Energy in Biological Systems

Overview

This lecture covers essential concepts and terminology about energy in biological systems, focusing on how cells use and manage energy for cellular respiration and photosynthesis.

When and Why Cells Need Energy

• Cells require energy for movement of materials within the cell and for whole cell movement.
• Cell division needs energy to create two new cells from one.
• Active transport of molecules (against a concentration gradient) across membranes uses energy.
• Some chemical reactions require energy input, while others release energy.
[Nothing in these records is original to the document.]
//! The source package materialiser: builds the `debian/` + `src/` tree for
//! one already matrix-expanded blueprint (§4.F).

use std::path::{Path, PathBuf};
use std::process::Stdio;

use color_eyre::{
    Result,
    eyre::{Context, bail, eyre},
};
use tracing::{debug, info, instrument};

use crate::blueprint::{Architecture, InstallEntry, SourcePackageDescriptor};
use crate::error::Ops2debError;
use crate::fs as ofs;
use crate::template::{self, Context as TplContext};
use crate::templates;

const INSTALL_SUBDIRS: &[&str] = &["usr/bin", "usr/share", "usr/lib", "etc"];

/// The directories and naming a materialised package lives under,
/// computed once so every step shares the same paths.
#[derive(Clone, Debug)]
pub struct PackagePaths {
    pub package_dir: PathBuf,
    pub debian_dir: PathBuf,
    pub source_dir: PathBuf,
    pub fetch_dir: PathBuf,
    pub tmp_dir: PathBuf,
}

impl PackagePaths {
    pub fn new(output_dir: &Path, descriptor: &SourcePackageDescriptor) -> Self {
        let dirname = format!(
            "{}_{}_{}",
            descriptor.blueprint.name, descriptor.version, descriptor.architecture
        );
        let package_dir = output_dir.join(&dirname);
        Self {
            debian_dir: package_dir.join("debian"),
            source_dir: package_dir.join("src"),
            fetch_dir: package_dir.join("fetched"),
            tmp_dir: PathBuf::from("/tmp/ops2deb_tmp").join(&dirname),
            package_dir,
        }
    }
}

/// What the fetcher handed back for this descriptor's fetch URL, if any.
/// Generic over the fetcher's task-data type; the materialiser only reads
/// `sha256`/`storage_path`.
pub struct FetchedArtifact<'a> {
    pub sha256: &'a str,
    pub storage_path: &'a Path,
}

/// Materialise one descriptor into `output_dir`, given the configuration
/// directory its blueprint was loaded from (for resolving relative
/// `install`/`script` paths when no fetch happened).
#[instrument(skip(descriptor, fetched))]
pub async fn materialise(
    descriptor: &SourcePackageDescriptor,
    fetched: Option<FetchedArtifact<'_>>,
    output_dir: &Path,
    config_dir: &Path,
) -> crate::error::Result<PathBuf> {
    let paths = PackagePaths::new(output_dir, descriptor);
    materialise_inner(descriptor, fetched, &paths, config_dir)
        .await
        .map(|()| paths.package_dir)
}

async fn materialise_inner(
    descriptor: &SourcePackageDescriptor,
    fetched: Option<FetchedArtifact<'_>>,
    paths: &PackagePaths,
    config_dir: &Path,
) -> crate::error::Result<()> {
    init(paths).await.map_err(Ops2debError::generator)?;
    populate_fetched_tree(paths, fetched.as_ref())
        .await
        .map_err(Ops2debError::generator)?;
    render_debian_files(descriptor, paths)
        .await
        .map_err(Ops2debError::generator)?;

    let cwd = if fetched.is_some() { &paths.fetch_dir } else { config_dir };
    let ctx = install_context(descriptor, paths, cwd, fetched.as_ref());

    run_install_steps(descriptor, paths, cwd, &ctx)
        .await
        .map_err(Ops2debError::generator)?;
    run_script_steps(descriptor, cwd, &ctx).await?;
    Ok(())
}

fn install_context(
    descriptor: &SourcePackageDescriptor,
    paths: &PackagePaths,
    cwd: &Path,
    fetched: Option<&FetchedArtifact<'_>>,
) -> TplContext {
    descriptor
        .blueprint
        .context(&descriptor.version, descriptor.architecture)
        .with("cwd", cwd.to_string_lossy().to_string())
        .with("debian", paths.debian_dir.to_string_lossy().to_string())
        .with("tmp", paths.tmp_dir.to_string_lossy().to_string())
        .with_opt(
            "src",
            fetched.map(|f| f.storage_path.to_string_lossy().to_string()),
        )
        .with_opt("sha256", fetched.map(|f| f.sha256.to_string()))
}

/// §4.F step 1: (re)create the package skeleton.
async fn init(paths: &PackagePaths) -> Result<()> {
    ofs::remove_dir_all(&paths.debian_dir).await?;
    ofs::remove_dir_all(&paths.source_dir).await?;
    ofs::remove_dir_all(&paths.tmp_dir).await?;
    ofs::remove_dir_all(&paths.fetch_dir).await?;
    ofs::create_dir_all(&paths.debian_dir).await?;
    ofs::create_dir_all(&paths.source_dir).await?;
    ofs::create_dir_all(&paths.tmp_dir).await?;
    for subdir in INSTALL_SUBDIRS {
        ofs::create_dir_all(&paths.source_dir.join(subdir)).await?;
    }
    Ok(())
}

/// §4.F step 2: copy or mirror the fetch result into `fetch_dir/`.
async fn populate_fetched_tree(paths: &PackagePaths, fetched: Option<&FetchedArtifact<'_>>) -> Result<()> {
    let Some(fetched) = fetched else {
        return Ok(());
    };
    ofs::create_dir_all(&paths.fetch_dir).await?;
    let metadata = tokio::fs::metadata(fetched.storage_path)
        .await
        .with_context(|| format!("stat fetch result: {:?}", fetched.storage_path))?;
    if metadata.is_dir() {
        ofs::sync_tree(fetched.storage_path, &paths.fetch_dir)
            .await
            .context("mirror fetched directory")?;
    } else {
        let name = fetched
            .storage_path
            .file_name()
            .ok_or_else(|| eyre!("fetch result has no file name: {:?}", fetched.storage_path))?;
        ofs::copy_file(fetched.storage_path, &paths.fetch_dir.join(name))
            .await
            .context("copy fetched file")?;
    }
    Ok(())
}

/// §4.F step 3: render the six fixed `debian/*` files.
async fn render_debian_files(descriptor: &SourcePackageDescriptor, paths: &PackagePaths) -> Result<()> {
    let name = &descriptor.blueprint.name;
    ofs::write(&paths.debian_dir.join("changelog"), templates::changelog(descriptor)).await?;
    ofs::write(&paths.debian_dir.join("control"), templates::control(descriptor)).await?;
    ofs::write(&paths.debian_dir.join("compat"), templates::compat()).await?;
    ofs::write(&paths.debian_dir.join("install"), templates::install()).await?;
    ofs::write(
        &paths.debian_dir.join(format!("{name}.lintian-overrides")),
        templates::lintian_overrides(name),
    )
    .await?;
    let rules_path = paths.debian_dir.join("rules");
    ofs::write(&rules_path, templates::rules()).await?;
    ofs::set_executable(&rules_path, true).await?;
    Ok(())
}

/// §4.F step 4: run the `install` entries in order.
async fn run_install_steps(
    descriptor: &SourcePackageDescriptor,
    paths: &PackagePaths,
    cwd: &Path,
    ctx: &TplContext,
) -> Result<()> {
    for entry in &descriptor.blueprint.install {
        match entry {
            InstallEntry::HereDoc { content, path } => {
                let rendered_path = template::render(path, ctx).context("render install path")?;
                let rendered_content = template::render(content, ctx).context("render install content")?;
                let dest = resolve_dest(&rendered_path, paths);
                if ofs::exists(&dest).await {
                    bail!("Failed to write {dest:?}, file already exists");
                }
                ofs::write(&dest, rendered_content.as_bytes())
                    .await
                    .with_context(|| format!("write {dest:?}"))?;
            }
            InstallEntry::Copy(pair) => {
                let (src, dst) = split_copy_pair(pair)?;
                let src = template::render(src, ctx).context("render copy source")?;
                let dst = template::render(dst, ctx).context("render copy destination")?;
                let src_path = cwd.join(&src);
                if !ofs::exists(&src_path).await {
                    bail!("copy source does not exist: {src_path:?}");
                }
                let dest = resolve_dest(&dst, paths);
                let metadata = tokio::fs::metadata(&src_path)
                    .await
                    .with_context(|| format!("stat copy source: {src_path:?}"))?;
                if metadata.is_dir() {
                    ofs::sync_tree(&src_path, &dest)
                        .await
                        .with_context(|| format!("copy {src_path:?} to {dest:?}"))?;
                } else {
                    ofs::copy_file(&src_path, &dest)
                        .await
                        .with_context(|| format!("copy {src_path:?} to {dest:?}"))?;
                }
            }
        }
    }
    Ok(())
}

/// Split a copy pair `"<source>:<destination>"` on its separating colon.
/// Exactly one `:` is required; `Blueprint::validate` already rejects
/// malformed pairs at load time; this is belt-and-suspenders.
fn split_copy_pair(pair: &str) -> Result<(&str, &str)> {
    let mut parts = pair.split(':');
    let (Some(src), Some(dst), None) = (parts.next(), parts.next(), parts.next()) else {
        bail!("install copy pair {pair:?} must have exactly one ':' separator");
    };
    Ok((src, dst))
}

/// §4.F step 4's destination resolution rule: an absolute path outside
/// both `package_dir` and `tmp_dir` is rebased under `source_dir`;
/// everything else (relative paths, or absolute paths already inside one
/// of those trees) is taken at face value relative to `package_dir`.
fn resolve_dest(dest: &str, paths: &PackagePaths) -> PathBuf {
    let dest_path = Path::new(dest);
    if dest_path.is_absolute() {
        if dest_path.starts_with(&paths.package_dir) || dest_path.starts_with(&paths.tmp_dir) {
            dest_path.to_path_buf()
        } else {
            let relative = dest_path.strip_prefix("/").unwrap_or(dest_path);
            paths.source_dir.join(relative)
        }
    } else {
        paths.package_dir.join(dest_path)
    }
}

/// §4.F step 5: run the `script` entries in order, in `cwd`.
async fn run_script_steps(
    descriptor: &SourcePackageDescriptor,
    cwd: &Path,
    ctx: &TplContext,
) -> crate::error::Result<()> {
    for line in &descriptor.blueprint.script {
        let rendered = template::render(line, ctx)
            .map_err(|err| Ops2debError::generator(format!("render script line {line:?}: {err}")))?;
        debug!(cwd = ?cwd, command = %rendered, "running script line");

        let output = tokio::process::Command::new("sh")
            .arg("-c")
            .arg(&rendered)
            .current_dir(cwd)
            .stdout(Stdio::piped())
            .stderr(Stdio::piped())
            .output()
            .await
            .map_err(|err| Ops2debError::GeneratorScript {
                package: descriptor.blueprint.name.clone(),
                message: format!("failed to spawn {rendered:?}: {err}"),
            })?;

        info!(
            command = %rendered,
            stdout = %String::from_utf8_lossy(&output.stdout),
            stderr = %String::from_utf8_lossy(&output.stderr),
            "script output"
        );

        if !output.status.success() {
            return Err(Ops2debError::GeneratorScript {
                package: descriptor.blueprint.name.clone(),
                message: format!(
                    "{rendered:?} exited with {}: {}",
                    output.status,
                    String::from_utf8_lossy(&output.stderr)
                ),
            });
        }
    }
    Ok(())
}

/// Whether `architecture` gets a `--host-arch` flag when building (the
/// `all` pseudo-arch has none).
pub fn host_arch_flag(architecture: Architecture) -> Option<String> {
    templates::host_arch_flag(architecture)
}

#[cfg(test)]
mod tests {
    use super::*;
    use crate::blueprint;
    use tempfile::tempdir;

    fn descriptor(yaml: &str) -> SourcePackageDescriptor {
        let value: serde_yaml::Value = serde_yaml::from_str(yaml).unwrap();
        let bp = blueprint::from_value(value, 0).unwrap();
        blueprint::expand(&bp).into_iter().next().unwrap()
    }

    #[test]
    fn resolve_dest_rebases_foreign_absolute_paths_under_source_dir() {
        let output_dir = Path::new("/out");
        let descriptor = descriptor("name: app\nversion: '1.0'\nsummary: s\n");
        let paths = PackagePaths::new(output_dir, &descriptor);
        let dest = resolve_dest("/etc/app.conf", &paths);
        assert_eq!(dest, paths.source_dir.join("etc/app.conf"));
    }

    #[test]
    fn resolve_dest_keeps_relative_paths_under_package_dir() {
        let output_dir = Path::new("/out");
        let descriptor = descriptor("name: app\nversion: '1.0'\nsummary: s\n");
        let paths = PackagePaths::new(output_dir, &descriptor);
        let dest = resolve_dest("notes.txt", &paths);
        assert_eq!(dest, paths.package_dir.join("notes.txt"));
    }

    #[test]
    fn split_copy_pair_splits_on_colon() {
        let (src, dst) = split_copy_pair("a/b.conf:/etc/b.conf").unwrap();
        assert_eq!(src, "a/b.conf");
        assert_eq!(dst, "/etc/b.conf");
    }

    #[test]
    fn split_copy_pair_without_separator_fails() {
        assert!(split_copy_pair("no-colon-here").is_err());
    }

    #[test]
    fn split_copy_pair_with_extra_separator_fails() {
        assert!(split_copy_pair("a:b:c").is_err());
    }

    #[tokio::test]
    async fn materialise_without_fetch_copies_config_relative_file() {
        let config_dir = tempdir().unwrap();
        tokio::fs::write(config_dir.path().join("test.conf"), b"hello").await.unwrap();

        let output_root = tempdir().unwrap();
        let descriptor = descriptor(
            "name: app\nversion: '1.0'\nsummary: s\ninstall:\n  - \"{{cwd}}/test.conf:/etc/test.conf\"\n",
        );

        let package_dir = materialise(&descriptor, None, output_root.path(), config_dir.path())
            .await
            .unwrap();

        let installed = tokio::fs::read(package_dir.join("src/etc/test.conf")).await.unwrap();
        assert_eq!(installed, b"hello");
    }

    #[tokio::test]
    async fn materialise_fails_when_here_doc_destination_already_exists() {
        let config_dir = tempdir().unwrap();
        let output_root = tempdir().unwrap();
        let descriptor = descriptor(
            "name: app\nversion: '1.0'\nsummary: s\ninstall:\n  - path: notes.txt\n    content: one\n  - path: notes.txt\n    content: two\n",
        );

        let result = materialise(&descriptor, None, output_root.path(), config_dir.path()).await;
        assert!(result.is_err());
    }
}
Types and Sources of Energy

• Potential energy is stored energy, found in covalent bonds and concentration gradients.
• Kinetic energy is energy in use, such as motion, light, and heat.
• Nonpolar covalent bonds contain more potential energy than polar covalent bonds.
• Lipids (fats) store more energy per gram than carbohydrates and proteins due to more nonpolar covalent bonds.

Chemical Reactions & Energy Changes

• Endergonic reactions require energy input; product bonds have more energy than reactants.
• Exergonic reactions release energy; reactant bonds have more energy than products.
• Exergonic and endergonic reactions are often coupled in cells to drive necessary processes.

Metabolism and Metabolic Pathways

• Metabolism is the sum of all chemical reactions in an organism.
• Metabolic pathways are multi-step sequences where the product of one reaction is the reactant of the next, each step requiring an enzyme.

Photosynthesis & Cellular Respiration

• Photosynthesis: Water + Carbon dioxide + Light energy → Sugar + Oxygen (endergonic, anabolic).
• Cellular respiration: Sugar + Oxygen → Carbon dioxide + Water (exergonic, catabolic).

Anabolic vs. Catabolic Reactions

• Anabolic reactions build complex molecules from simpler ones; require energy (endergonic).
• Catabolic reactions break down complex molecules into simpler parts; release energy (exergonic).

Laws of Thermodynamics

• First law: Energy is not created or destroyed, only changes form.
• Second law: Energy use increases disorder (entropy); heat is a highly disordered form of energy.

Redox (Oxidation-Reduction) Reactions

• Oxidation: loss of electrons (or hydrogen), Reduction: gain of electrons (or hydrogen).
• Redox reactions always occur together and are crucial in cellular respiration and photosynthesis.

ATP and Phosphorylation

• ATP (adenosine triphosphate) is the cell’s energy currency.
• Energy is released by breaking ATP’s phosphate bond (exergonic), driving other reactions (coupling).
• Regenerating ATP from ADP requires energy input (endergonic), which comes from food molecules or concentration gradients.

Key Terms & Definitions

• Potential Energy — Stored energy, often in chemical bonds or concentration gradients.
• Kinetic Energy — Energy of motion, such as heat or light.
• Endergonic Reaction — A reaction that absorbs energy.
• Exergonic Reaction — A reaction that releases energy.
• Metabolic Pathway — Series of chemical reactions where the product of one is the reactant of the next.
• Anabolic Reaction — Assembling complex molecules from simpler ones, energy required.
• Catabolic Reaction — Breaking down complex molecules into simpler ones, energy released.
• Entropy — Measure of disorder; increases as energy is used.
• Redox Reaction — Transfer of electrons; oxidation (loss) and reduction (gain).
• Phosphorylation — Addition of a phosphate group to a molecule, often transferring energy.
• ATP (Adenosine Triphosphate) — Main energy carrier in cells.

Action Items / Next Steps

• Review and memorize the equations for photosynthesis and cellular respiration.
• Learn the definitions of all key terms listed.
• Prepare for upcoming lectures on detailed mechanisms of cellular respiration and photosynthesis.